Tips to establish alfalfa in Ont.

Tips to establish alfalfa in Ont.
Apr 08, 2021

Careful management of planting and fertility will pay off in forage yield and quality

By Jackie Clark
Staff Writer
Farms.com

Farmers in Ontario who are looking to plant alfalfa this season should consider some key reminders.

Producers can choose to seed from now until mid-May for a spring seeding, or delay until early- to mid-August for summer seeding. The appropriate choice likely “depends on what’s your feed inventory,” Paul Hermans, area agronomist in Eastern Ontario for Pioneer, told Farms.com.

This year “we’ve got a really good early spring,” he added.

“If you’re a dairy producer, at the end of the day, forage, whether it’s alfalfa or corn silage, that makes the money, that puts the milk in the tank,” Hermans explained. “If you don’t have forage inventories, I would plant now because you can plant alfalfa on its own and get a good establishment in 60 plus days and start taking one or two cuts off.”

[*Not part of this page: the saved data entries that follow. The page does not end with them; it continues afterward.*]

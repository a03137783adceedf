//! Namespace registration.
//!
//! A scope is a plain object; every dotted path segment but the last names a
//! nested container, created on demand. The last segment is bound to the
//! registered value.

use pest::Parser;
use pest_derive::Parser;
use tracing::debug;

use crate::ds::object::{ObjectRef, PlainObject};
use crate::ds::value::Value;
use crate::runner::realm::Realm;

#[derive(Parser)]
#[grammar = "runner/namespace.pest"] // relative to src
struct NamespaceParser;

/// A parsed dotted path.
#[derive(Debug, Clone, PartialEq)]
pub struct NamespacePath {
    /// Intermediate container names, empty segments removed.
    pub containers: Vec<String>,
    /// Name the value is bound under.
    pub name: String,
}

impl NamespacePath {
    pub fn parse(path: &str) -> Self {
        let mut segments: Vec<String> = match NamespaceParser::parse(Rule::path, path) {
            Ok(pairs) => pairs
                .flat_map(|pair| pair.into_inner())
                .filter(|pair| pair.as_rule() == Rule::segment)
                .map(|pair| pair.as_str().to_string())
                .collect(),
            Err(_) => vec![path.to_string()],
        };
        let name = segments.pop().unwrap_or_default();
        NamespacePath {
            containers: segments.into_iter().filter(|s| !s.is_empty()).collect(),
            name,
        }
    }
}

impl Realm {
    /// Bind `value` under `path` in `scope` (the global scope when `None`).
    /// Never fails; rebinding a path overwrites it.
    pub fn register(&self, path: &str, value: Value, scope: Option<&ObjectRef>) {
        let parsed = NamespacePath::parse(path);
        let mut container = scope.unwrap_or_else(|| self.global_scope()).clone();
        for segment in &parsed.containers {
            container = self.child_container(&container, segment);
        }
        container.borrow_mut().insert(parsed.name, value);
        debug!(path, "registered namespace binding");
    }

    /// Look up a registered value without creating containers.
    pub fn resolve_path(&self, path: &str, scope: Option<&ObjectRef>) -> Option<Value> {
        let parsed = NamespacePath::parse(path);
        let mut container = scope.unwrap_or_else(|| self.global_scope()).clone();
        for segment in &parsed.containers {
            let next = container.borrow().get(segment).cloned();
            container = match next {
                Some(Value::Object(object)) => object,
                Some(Value::Class(class)) => self.members_of(class).ok()?,
                _ => return None,
            };
        }
        let value = container.borrow().get(&parsed.name).cloned();
        value
    }

    fn child_container(&self, parent: &ObjectRef, segment: &str) -> ObjectRef {
        let existing = parent.borrow().get(segment).cloned();
        match existing {
            Some(Value::Object(object)) => object,
            Some(Value::Class(class)) if self.contains(class) => match self.members_of(class) {
                Ok(members) => members,
                Err(_) => self.replace_with_container(parent, segment),
            },
            _ => self.replace_with_container(parent, segment),
        }
    }

    fn replace_with_container(&self, parent: &ObjectRef, segment: &str) -> ObjectRef {
        let created = PlainObject::new_ref();
        parent
            .borrow_mut()
            .insert(segment, Value::Object(created.clone()));
        created
    }
}

#[cfg(test)]
mod tests {
    use super::*;
    use pest::{consumes_to, parses_to};

    #[test]
    fn test_grammar_splits_on_dots() {
        parses_to! {
            parser: NamespaceParser,
            input: "a.b",
            rule: Rule::path,
            tokens: [
                path(0, 3, [
                    segment(0, 1),
                    segment(2, 3),
                    EOI(3, 3)
                ])
            ]
        };
    }

    #[test]
    fn test_parse_nested_path() {
        let parsed = NamespacePath::parse("myapp.module.MyClass");
        assert_eq!(parsed.containers, vec!["myapp".to_string(), "module".to_string()]);
        assert_eq!(parsed.name, "MyClass");
    }

    #[test]
    fn test_parse_single_segment() {
        let parsed = NamespacePath::parse("MyClass");
        assert!(parsed.containers.is_empty());
        assert_eq!(parsed.name, "MyClass");
    }

    #[test]
    fn test_parse_skips_empty_container_segments() {
        let parsed = NamespacePath::parse(".a..b.C");
        assert_eq!(parsed.containers, vec!["a".to_string(), "b".to_string()]);
        assert_eq!(parsed.name, "C");
    }

    #[test]
    fn test_non_container_intermediate_is_replaced() {
        let realm = Realm::new();
        let scope = PlainObject::new_ref();
        scope.borrow_mut().insert("a", Value::from(5));
        realm.register("a.B", Value::from("bound"), Some(&scope));
        assert_eq!(realm.resolve_path("a.B", Some(&scope)), Some(Value::from("bound")));
    }
}
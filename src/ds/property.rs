use std::collections::hash_map::Iter;
use std::collections::HashMap;

use crate::ds::value::Value;

/// A stored property. Non-enumerable slots are skipped when a table is used
/// as a copy source, unless the name is on the reserved allow-list.
#[derive(Debug, Clone)]
pub struct Slot {
    pub value: Value,
    pub enumerable: bool,
}

#[derive(Debug, Clone, Default)]
pub struct PropertyTable {
    slots: HashMap<String, Slot>,
}

impl PropertyTable {
    pub fn new() -> Self {
        PropertyTable {
            slots: HashMap::new(),
        }
    }

    pub fn get(&self, name: &str) -> Option<&Value> {
        self.slots.get(name).map(|slot| &slot.value)
    }

    pub fn get_slot(&self, name: &str) -> Option<&Slot> {
        self.slots.get(name)
    }

    pub fn contains(&self, name: &str) -> bool {
        self.slots.contains_key(name)
    }

    /// Inserts an enumerable property, replacing any previous one.
    pub fn insert(&mut self, name: impl Into<String>, value: Value) {
        self.define(name, value, true);
    }

    pub fn define(&mut self, name: impl Into<String>, value: Value, enumerable: bool) {
        self.slots.insert(name.into(), Slot { value, enumerable });
    }

    pub fn remove(&mut self, name: &str) -> Option<Value> {
        self.slots.remove(name).map(|slot| slot.value)
    }

    pub fn is_enumerable(&self, name: &str) -> bool {
        self.slots.get(name).map(|s| s.enumerable).unwrap_or(false)
    }

    pub fn len(&self) -> usize {
        self.slots.len()
    }

    pub fn is_empty(&self) -> bool {
        self.slots.is_empty()
    }

    pub fn iter(&self) -> Iter<'_, String, Slot> {
        self.slots.iter()
    }

    /// Own keys in a stable (sorted) order.
    pub fn keys(&self) -> Vec<String> {
        let mut keys: Vec<String> = self.slots.keys().cloned().collect();
        keys.sort();
        keys
    }

    pub fn enumerable_keys(&self) -> Vec<String> {
        let mut keys: Vec<String> = self
            .slots
            .iter()
            .filter(|(_, slot)| slot.enumerable)
            .map(|(name, _)| name.clone())
            .collect();
        keys.sort();
        keys
    }
}
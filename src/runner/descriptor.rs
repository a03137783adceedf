//! Fluent class composition.
//!
//! ```
//! use lineage::{MethodTable, Realm, Value};
//!
//! let realm = Realm::new();
//! let base = realm.declare(None);
//! base.provides(MethodTable::new().leaf("greet", |_ctx, _args| Ok(Value::from("hello"))));
//!
//! let derived = realm.declare(None);
//! derived
//!     .inherits(&base)
//!     .it()
//!     .provides(MethodTable::new().overriding("greet", |ctx, args| {
//!         let base = ctx.call_super(args)?;
//!         Ok(Value::from(format!("{}, world", base)))
//!     }))
//!     .register_as("app.Greeter", None);
//!
//! let greeter = realm.construct(derived.class(), vec![]).unwrap();
//! let said = realm.call_method(&Value::Instance(greeter), "greet", vec![]).unwrap();
//! assert_eq!(said, Value::from("hello, world"));
//! assert_eq!(realm.resolve_path("app.Greeter", None), Some(Value::Class(derived.class())));
//! ```

use crate::ds::class::ClassId;
use crate::ds::error::ClassError;
use crate::ds::instance::InstanceRef;
use crate::ds::method_table::{MethodTable, Provider};
use crate::ds::object::ObjectRef;
use crate::ds::value::Value;
use crate::runner::realm::Realm;

/// Transient handle for composing one class.
pub struct Descriptor<'r> {
    realm: &'r Realm,
    class: ClassId,
}

impl<'r> Descriptor<'r> {
    pub(crate) fn new(realm: &'r Realm, class: ClassId) -> Self {
        Descriptor { realm, class }
    }

    /// Self-reference, so chains read as a sequence of steps.
    pub fn it(&self) -> &Self {
        self
    }

    pub fn class(&self) -> ClassId {
        self.class
    }

    pub fn realm(&self) -> &'r Realm {
        self.realm
    }

    /// Link the class to a single parent. Values that are not classes of this
    /// realm are ignored, as is a link that would form a cycle.
    pub fn inherits(&self, parent: impl Into<Value>) -> &Self {
        self.realm.inherit(self.class, &parent.into());
        self
    }

    pub fn provides(&self, methods: MethodTable) -> &Self {
        self.realm.provide(self.class, methods.properties(), None);
        self
    }

    /// Copy methods from each provider without touching the ancestor chain.
    pub fn borrows<I>(&self, providers: I) -> &Self
    where
        I: IntoIterator,
        I::Item: Into<Provider>,
    {
        for provider in providers {
            self.realm.borrow_from(self.class, &provider.into());
        }
        self
    }

    pub fn has_static(&self, properties: MethodTable) -> &Self {
        self.realm.make_static(self.class, &properties);
        self
    }

    /// Bind the class under a dotted path, in `scope` or the realm's global
    /// scope.
    pub fn register_as(&self, path: &str, scope: Option<&ObjectRef>) -> &Self {
        self.realm.register(path, Value::Class(self.class), scope);
        self
    }

    pub fn construct(&self, args: Vec<Value>) -> Result<InstanceRef, ClassError> {
        self.realm.construct(self.class, args)
    }
}

impl From<&Descriptor<'_>> for Value {
    fn from(descriptor: &Descriptor<'_>) -> Self {
        Value::Class(descriptor.class)
    }
}

#[cfg(test)]
mod tests {
    use super::*;

    #[test]
    fn test_it_refers_to_itself() {
        let realm = Realm::new();
        let descriptor = realm.declare(None);
        assert!(std::ptr::eq(descriptor.it(), &descriptor));
    }

    #[test]
    fn test_every_step_returns_the_descriptor() {
        let realm = Realm::new();
        let parent = realm.declare(None);
        let descriptor = realm.declare(None);
        assert!(std::ptr::eq(descriptor.inherits(&parent), &descriptor));
        assert!(std::ptr::eq(descriptor.inherits(Value::Undefined), &descriptor));
        assert!(std::ptr::eq(descriptor.provides(MethodTable::new()), &descriptor));
        assert!(std::ptr::eq(
            descriptor.borrows(Vec::<Provider>::new()),
            &descriptor
        ));
        assert!(std::ptr::eq(descriptor.has_static(MethodTable::new()), &descriptor));
        assert!(std::ptr::eq(descriptor.register_as("Local", None), &descriptor));
    }
}
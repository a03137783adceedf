extern crate lineage;

use lineage::{ClassError, Descriptor, MethodTable, Realm, RealmConfig, Value};
use std::panic::{catch_unwind, AssertUnwindSafe};

fn number(args: &[Value]) -> f64 {
    args.first().and_then(Value::as_number).unwrap_or(0.0)
}

fn base_with_label<'r>(realm: &'r Realm) -> Descriptor<'r> {
    let base = realm.declare(None);
    base.provides(MethodTable::new().leaf("label", |_ctx, _args| Ok(Value::from("base"))));
    base
}

// ── Pointer discipline ───────────────────────────────────────────────

#[test]
fn test_reentrant_calls_see_their_own_super() {
    let realm = Realm::new();
    let base = realm.declare(None);
    base.provides(MethodTable::new().leaf("count", |_ctx, args| {
        Ok(Value::from(format!("base{}", number(&args))))
    }));
    let derived = realm.declare(None);
    derived.inherits(&base).provides(MethodTable::new().overriding("count", |ctx, args| {
        let n = number(&args);
        let inner = if n > 0.0 {
            format!("{} ", ctx.call_method("count", vec![Value::from(n - 1.0)])?)
        } else {
            String::new()
        };
        let upper = ctx.call_super(args)?;
        Ok(Value::from(format!("{}{}", inner, upper)))
    }));

    let instance = Value::Instance(derived.construct(vec![]).unwrap());
    assert_eq!(
        realm
            .call_method(&instance, "count", vec![Value::from(2)])
            .unwrap(),
        Value::from("base0 base1 base2")
    );
    assert_eq!(instance.as_instance().unwrap().super_pointer(), None);
}

#[test]
fn test_different_methods_nest_independently() {
    let realm = Realm::new();
    let base = realm.declare(None);
    base.provides(
        MethodTable::new()
            .leaf("outer", |_ctx, _args| Ok(Value::from("base outer")))
            .leaf("inner", |_ctx, _args| Ok(Value::from("base inner"))),
    );
    let derived = realm.declare(None);
    derived.inherits(&base).provides(
        MethodTable::new()
            .overriding("outer", |ctx, args| {
                let inner = ctx.call_method("inner", vec![])?;
                let upper = ctx.call_super(args)?;
                Ok(Value::from(format!("{} / {}", inner, upper)))
            })
            .overriding("inner", |ctx, args| ctx.call_super(args)),
    );

    let instance = Value::Instance(derived.construct(vec![]).unwrap());
    assert_eq!(
        realm.call_method(&instance, "outer", vec![]).unwrap(),
        Value::from("base inner / base outer")
    );
}

#[test]
fn test_pointer_restored_when_body_fails() {
    let realm = Realm::new();
    let base = base_with_label(&realm);
    let derived = realm.declare(None);
    derived.inherits(&base).provides(MethodTable::new().overriding("label", |ctx, args| {
        ctx.call_super(args)?;
        Err(ClassError::TypeError("label failed".to_string()))
    }));

    let instance = derived.construct(vec![]).unwrap();
    let receiver = Value::Instance(instance.clone());
    let err = realm.call_method(&receiver, "label", vec![]).unwrap_err();
    assert_eq!(err, ClassError::TypeError("label failed".to_string()));
    assert_eq!(instance.super_pointer(), None);
}

#[test]
fn test_pointer_restored_when_outer_super_follows_a_failed_inner_call() {
    let realm = Realm::new();
    let base = base_with_label(&realm);
    base.provides(MethodTable::new().leaf("broken", |_ctx, _args| {
        Err(ClassError::ReferenceError("broken".to_string()))
    }));
    let derived = realm.declare(None);
    derived.inherits(&base).provides(
        MethodTable::new()
            .overriding("broken", |ctx, args| ctx.call_super(args))
            .overriding("label", |ctx, args| {
                assert!(ctx.call_method("broken", vec![]).is_err());
                ctx.call_super(args)
            }),
    );

    let instance = Value::Instance(derived.construct(vec![]).unwrap());
    assert_eq!(realm.call_method(&instance, "label", vec![]).unwrap(), Value::from("base"));
}

#[test]
fn test_pointer_restored_when_body_panics() {
    let realm = Realm::new();
    let base = base_with_label(&realm);
    let derived = realm.declare(None);
    derived.inherits(&base).provides(MethodTable::new().overriding("label", |ctx, args| {
        ctx.call_super(args)?;
        panic!("label panicked");
    }));

    let instance = derived.construct(vec![]).unwrap();
    let receiver = Value::Instance(instance.clone());
    let outcome = catch_unwind(AssertUnwindSafe(|| realm.call_method(&receiver, "label", vec![])));
    assert!(outcome.is_err());
    assert_eq!(instance.super_pointer(), None);

    derived.provides(MethodTable::new().overriding("label", |ctx, args| ctx.call_super(args)));
    assert_eq!(realm.call_method(&receiver, "label", vec![]).unwrap(), Value::from("base"));
}

#[test]
fn test_super_from_a_leaf_method_is_the_constructor_link() {
    let realm = Realm::new();
    let base = realm.declare(None);
    let derived = realm.declare(None);
    derived.inherits(&base).provides(MethodTable::new().leaf("plain", |ctx, args| {
        ctx.call_super(args)
    }));

    let instance = Value::Instance(derived.construct(vec![]).unwrap());
    assert_eq!(realm.call_method(&instance, "plain", vec![]).unwrap(), Value::Undefined);
}

#[test]
fn test_super_on_a_non_instance_receiver_fails() {
    let realm = Realm::new();
    let class = realm.declare(None);
    class.has_static(MethodTable::new().overriding("create", |ctx, args| ctx.call_super(args)));
    let err = realm
        .call_method(&Value::Class(class.class()), "create", vec![])
        .unwrap_err();
    assert!(matches!(err, ClassError::TypeError(_)));
}

// ── Call depth ───────────────────────────────────────────────────────

#[test]
fn test_runaway_recursion_is_a_range_error() {
    let realm = Realm::with_config(RealmConfig::new().with_max_call_depth(32));
    let base = base_with_label(&realm);
    let derived = realm.declare(None);
    derived.inherits(&base).provides(
        MethodTable::new()
            .overriding("label", |ctx, args| ctx.call_method("label", args))
            .leaf("ok", |_ctx, _args| Ok(Value::from(true))),
    );

    let instance = derived.construct(vec![]).unwrap();
    let receiver = Value::Instance(instance.clone());
    let err = realm.call_method(&receiver, "label", vec![]).unwrap_err();
    assert!(matches!(err, ClassError::RangeError(_)));
    assert_eq!(instance.super_pointer(), None);

    assert_eq!(realm.call_method(&receiver, "ok", vec![]).unwrap(), Value::from(true));
}

#[test]
fn test_deep_chains_dispatch_within_the_limit() {
    let realm = Realm::with_config(RealmConfig::new().with_max_call_depth(256));
    let mut current = base_with_label(&realm).class();
    for _ in 0..20 {
        let next = realm.declare(None);
        next.inherits(current).provides(MethodTable::new().overriding("label", |ctx, args| {
            Ok(Value::from(format!("{}+", ctx.call_super(args)?)))
        }));
        current = next.class();
    }

    let instance = Value::Instance(realm.construct(current, vec![]).unwrap());
    let expected = format!("base{}", "+".repeat(20));
    assert_eq!(realm.call_method(&instance, "label", vec![]).unwrap(), Value::from(expected));
}
use std::fmt;
use std::rc::Rc;

use crate::ds::class::ClassId;
use crate::ds::error::ClassError;
use crate::ds::value::Value;
use crate::runner::dispatch::CallContext;

/// Signature of every method, constructor and static function body.
/// The receiver is reachable through the context.
pub type NativeFn = dyn Fn(&mut CallContext<'_>, Vec<Value>) -> Result<Value, ClassError>;

pub type FunctionRef = Rc<FunctionObject>;

pub enum FunctionKind {
    /// A Rust closure. `uses_super` is the explicit opt-in to super-dispatch.
    Native {
        body: Rc<NativeFn>,
        uses_super: bool,
    },
    /// Trampoline created when a super-using function is installed on a class.
    /// The ancestor implementation of `method` is resolved starting one level
    /// above `home`.
    SuperBound {
        target: FunctionRef,
        home: ClassId,
        method: String,
    },
}

pub struct FunctionObject {
    name: String,
    kind: FunctionKind,
}

impl FunctionObject {
    /// A function that never calls super. Installed as-is, with no call-time
    /// bookkeeping.
    pub fn leaf<F>(name: impl Into<String>, body: F) -> FunctionRef
    where
        F: Fn(&mut CallContext<'_>, Vec<Value>) -> Result<Value, ClassError> + 'static,
    {
        Self::native(name, body, false)
    }

    /// A function that may call [`CallContext::call_super`]. Installing it on a
    /// class binds it to that class.
    pub fn overriding<F>(name: impl Into<String>, body: F) -> FunctionRef
    where
        F: Fn(&mut CallContext<'_>, Vec<Value>) -> Result<Value, ClassError> + 'static,
    {
        Self::native(name, body, true)
    }

    pub fn native<F>(name: impl Into<String>, body: F, uses_super: bool) -> FunctionRef
    where
        F: Fn(&mut CallContext<'_>, Vec<Value>) -> Result<Value, ClassError> + 'static,
    {
        Rc::new(FunctionObject {
            name: name.into(),
            kind: FunctionKind::Native {
                body: Rc::new(body),
                uses_super,
            },
        })
    }

    /// Binds `target` to `home`. An already bound function is unwrapped first so
    /// a re-installed method never stacks trampolines.
    pub(crate) fn bind_super(target: &FunctionRef, home: ClassId, method: &str) -> FunctionRef {
        let target = unbound(target);
        Rc::new(FunctionObject {
            name: target.name.clone(),
            kind: FunctionKind::SuperBound {
                target,
                home,
                method: method.to_string(),
            },
        })
    }

    pub fn name(&self) -> &str {
        &self.name
    }

    pub fn kind(&self) -> &FunctionKind {
        &self.kind
    }

    pub fn uses_super(&self) -> bool {
        match &self.kind {
            FunctionKind::Native { uses_super, .. } => *uses_super,
            FunctionKind::SuperBound { .. } => true,
        }
    }

    pub fn is_super_bound(&self) -> bool {
        matches!(self.kind, FunctionKind::SuperBound { .. })
    }

    /// The class a super-bound function was installed on.
    pub fn home(&self) -> Option<ClassId> {
        match &self.kind {
            FunctionKind::SuperBound { home, .. } => Some(*home),
            FunctionKind::Native { .. } => None,
        }
    }
}

/// Strips any super binding, returning the function that was installed.
pub fn unbound(function: &FunctionRef) -> FunctionRef {
    match &function.kind {
        FunctionKind::SuperBound { target, .. } => unbound(target),
        FunctionKind::Native { .. } => function.clone(),
    }
}

impl fmt::Debug for FunctionObject {
    fn fmt(&self, f: &mut fmt::Formatter<'_>) -> fmt::Result {
        match &self.kind {
            FunctionKind::Native { uses_super, .. } => f
                .debug_struct("FunctionObject")
                .field("name", &self.name)
                .field("uses_super", uses_super)
                .finish(),
            FunctionKind::SuperBound { home, method, .. } => f
                .debug_struct("FunctionObject")
                .field("name", &self.name)
                .field("home", &home.index())
                .field("method", method)
                .finish(),
        }
    }
}
//! Root class built-in.
//!
//! Every declared class descends from the root class, whose instance side
//! carries the generic object methods. They are non-enumerable, like their
//! counterparts on `Object.prototype`, and can be overridden and reached
//! through super like any other method.

use crate::ds::error::ClassError;
use crate::ds::function::{FunctionObject, FunctionRef};
use crate::ds::property::PropertyTable;
use crate::ds::value::Value;
use crate::runner::dispatch::CallContext;

pub const ROOT_CLASS_NAME: &str = "Object";

/// The root constructor. Does nothing; derived constructors may still call it
/// through super.
pub fn root_constructor() -> FunctionRef {
    FunctionObject::leaf(ROOT_CLASS_NAME, object_constructor)
}

/// Install the built-in methods on the root class's instance side.
pub fn install(prototype: &mut PropertyTable) {
    let methods: [(&str, FunctionRef); 5] = [
        ("toString", FunctionObject::leaf("toString", object_to_string)),
        (
            "toLocaleString",
            FunctionObject::leaf("toLocaleString", object_to_locale_string),
        ),
        ("valueOf", FunctionObject::leaf("valueOf", object_value_of)),
        (
            "isPrototypeOf",
            FunctionObject::leaf("isPrototypeOf", object_is_prototype_of),
        ),
        (
            "hasOwnProperty",
            FunctionObject::leaf("hasOwnProperty", object_has_own_property),
        ),
    ];
    for (name, function) in methods.iter() {
        prototype.define(*name, Value::Function(function.clone()), false);
    }
}

fn object_constructor(_ctx: &mut CallContext<'_>, _args: Vec<Value>) -> Result<Value, ClassError> {
    Ok(Value::Undefined)
}

/// Object.prototype.toString
fn object_to_string(ctx: &mut CallContext<'_>, _args: Vec<Value>) -> Result<Value, ClassError> {
    let tag = match ctx.this() {
        Value::Undefined => "Undefined",
        Value::Null => "Null",
        Value::Boolean(_) => "Boolean",
        Value::Number(_) => "Number",
        Value::String(_) => "String",
        Value::Function(_) | Value::Class(_) => "Function",
        Value::Object(_) | Value::Instance(_) => "Object",
    };
    Ok(Value::String(format!("[object {}]", tag)))
}

/// Object.prototype.toLocaleString
fn object_to_locale_string(
    ctx: &mut CallContext<'_>,
    _args: Vec<Value>,
) -> Result<Value, ClassError> {
    ctx.call_method("toString", vec![])
}

/// Object.prototype.valueOf
fn object_value_of(ctx: &mut CallContext<'_>, _args: Vec<Value>) -> Result<Value, ClassError> {
    Ok(ctx.this().clone())
}

/// Object.prototype.isPrototypeOf
///
/// A class receiver stands for its instance side; an instance is never the
/// instance side of another object.
fn object_is_prototype_of(
    ctx: &mut CallContext<'_>,
    args: Vec<Value>,
) -> Result<Value, ClassError> {
    let candidate = match args.first() {
        Some(value) => value,
        None => return Ok(Value::Boolean(false)),
    };
    let result = match ctx.this() {
        Value::Class(class) => ctx.realm().instance_of(candidate, *class),
        _ => false,
    };
    Ok(Value::Boolean(result))
}

/// Object.prototype.hasOwnProperty
fn object_has_own_property(
    ctx: &mut CallContext<'_>,
    args: Vec<Value>,
) -> Result<Value, ClassError> {
    let name = match args.first() {
        Some(Value::String(name)) => name,
        _ => return Ok(Value::Boolean(false)),
    };
    let result = match ctx.this() {
        Value::Instance(instance) => instance.has_own(name),
        Value::Object(object) => object.borrow().has(name),
        _ => false,
    };
    Ok(Value::Boolean(result))
}
use clap::Parser;
use std::path::PathBuf;

use crate::compression::{AllowedCompression, RESPONSE_LEVEL, STATIC_LEVEL};
use crate::error::ConfigError;
use crate::static_site::mime::default_compressible_types;
use crate::static_site::{MimeTable, StaticSiteConfig, DEFAULT_DOCUMENT};

#[derive(Parser, Debug, Clone)]
#[command(author, version, about = "Static file server with an in-memory compressed cache", long_about = None)]
pub struct Args {
    #[arg(short, long)]
    pub listen_addr: String,

    #[arg(short, long)]
    pub serve_dir: PathBuf,

    /// URL prefix the site is mounted under
    #[arg(long, default_value = "/")]
    pub url_prefix: String,

    #[arg(long, default_value = DEFAULT_DOCUMENT)]
    pub default_document: String,

    /// Answer missing files with a 302 to this location instead of a 404
    #[arg(long, value_name = "URL", conflicts_with = "pass_through_missing")]
    pub redirect_404: Option<String>,

    /// Hand missing files to the next handler instead of answering 404
    #[arg(long)]
    pub pass_through_missing: bool,

    #[arg(long)]
    pub no_gzip: bool,

    #[arg(long)]
    pub no_deflate: bool,

    /// Recompress on every request instead of caching compressed bodies
    #[arg(long)]
    pub no_cache_compressed: bool,

    /// Compressible content type; repeat to build the allowlist
    #[arg(long = "compress-type", value_name = "MIME")]
    pub compress_types: Vec<String>,

    /// Extension mapping such as `md=text/markdown`; `*=TYPE` sets the fallback
    #[arg(long = "mime", value_name = "EXT=TYPE")]
    pub mime_mappings: Vec<String>,

    /// Header added to every response, `Name: value`
    #[arg(short = 'H', long = "header", value_name = "NAME: VALUE")]
    pub headers: Vec<String>,

    #[arg(long, default_value_t = STATIC_LEVEL)]
    pub static_level: u32,

    /// Also compress responses of other handlers
    #[arg(long)]
    pub compress_responses: bool,

    #[arg(long, default_value_t = RESPONSE_LEVEL)]
    pub response_level: u32,
}

impl Args {
    pub fn allowed_compression(&self) -> AllowedCompression {
        AllowedCompression {
            allow_gzip: !self.no_gzip,
            allow_deflate: !self.no_deflate,
        }
    }

    pub fn site_config(&self) -> Result<StaticSiteConfig, ConfigError> {
        let mut mime_types = MimeTable::default();
        for mapping in &self.mime_mappings {
            mime_types.insert_mapping(mapping)?;
        }

        let compressible = if self.compress_types.is_empty() {
            default_compressible_types()
        } else {
            self.compress_types.clone()
        };

        let mut config = StaticSiteConfig::new(&self.serve_dir)
            .url_prefix(&self.url_prefix)
            .default_document(&self.default_document)
            .mime_types(mime_types)
            .compressible_types(compressible)
            .allow_gzip(!self.no_gzip)
            .allow_deflate(!self.no_deflate)
            .allow_cache_compressed(!self.no_cache_compressed)
            .level(self.static_level);

        if let Some(location) = &self.redirect_404 {
            config = config.redirect_404(location);
        } else if self.pass_through_missing {
            config = config.pass_through_missing();
        }

        for header in &self.headers {
            let (name, value) = parse_header(header)?;
            config = config.header(name, value);
        }

        config.validate()?;
        Ok(config)
    }
}

fn parse_header(raw: &str) -> Result<(&str, &str), ConfigError> {
    match raw.split_once(':') {
        Some((name, value)) if !name.trim().is_empty() => Ok((name.trim(), value.trim())),
        _ => Err(ConfigError::InvalidHeader(raw.to_string())),
    }
}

When growers plant later in the summer, success “depends on the weather, the rainfall, and what mother nature throws at us to get that alfalfa seed out of the ground and going,” he added. Winter hardiness and survival becomes more of a question.

Traditionally growers have used oats or other small grains as a nurse crop while establishing alfalfa. However, weighing advantages against some risk of competition for resources, “I would just do a straight alfalfa planting,” Hermans said.

If growers want straw, other options exist to source that material, he added. “We have a lot of great looking winter wheat this year in eastern Ontario.”

Alfalfa is susceptible to autotoxicity, which means if you try to thicken a thin stand by planting new seedlings, the older alfalfa plants will kill new ones that are too close, Hermans explained.

Instead, “I would be rotating to corn because it can utilize the nitrogen availability,” he said. Trying to plant alfalfa into alfalfa is “too much of a risk and I think most growers now would take that opportunity to rotate to something else.”

alfalfa diagram

Management will have a greater impact than genetics on plant characteristics that drive digestibility, says Hermans. Pioneer photo. 

Finally, some producers have been focusing on stem diameter of alfalfa. Research shows that plant population has more of an impact on stem diameter than genetics, Hermans explained. “It comes down to how you manage and plant your crop.”

So, to optimize your alfalfa crop, shallow planting depth, adequate seeding rate, and fertility “have a lot more influence than genetics at the end of the day in terms of digestibility,” he said.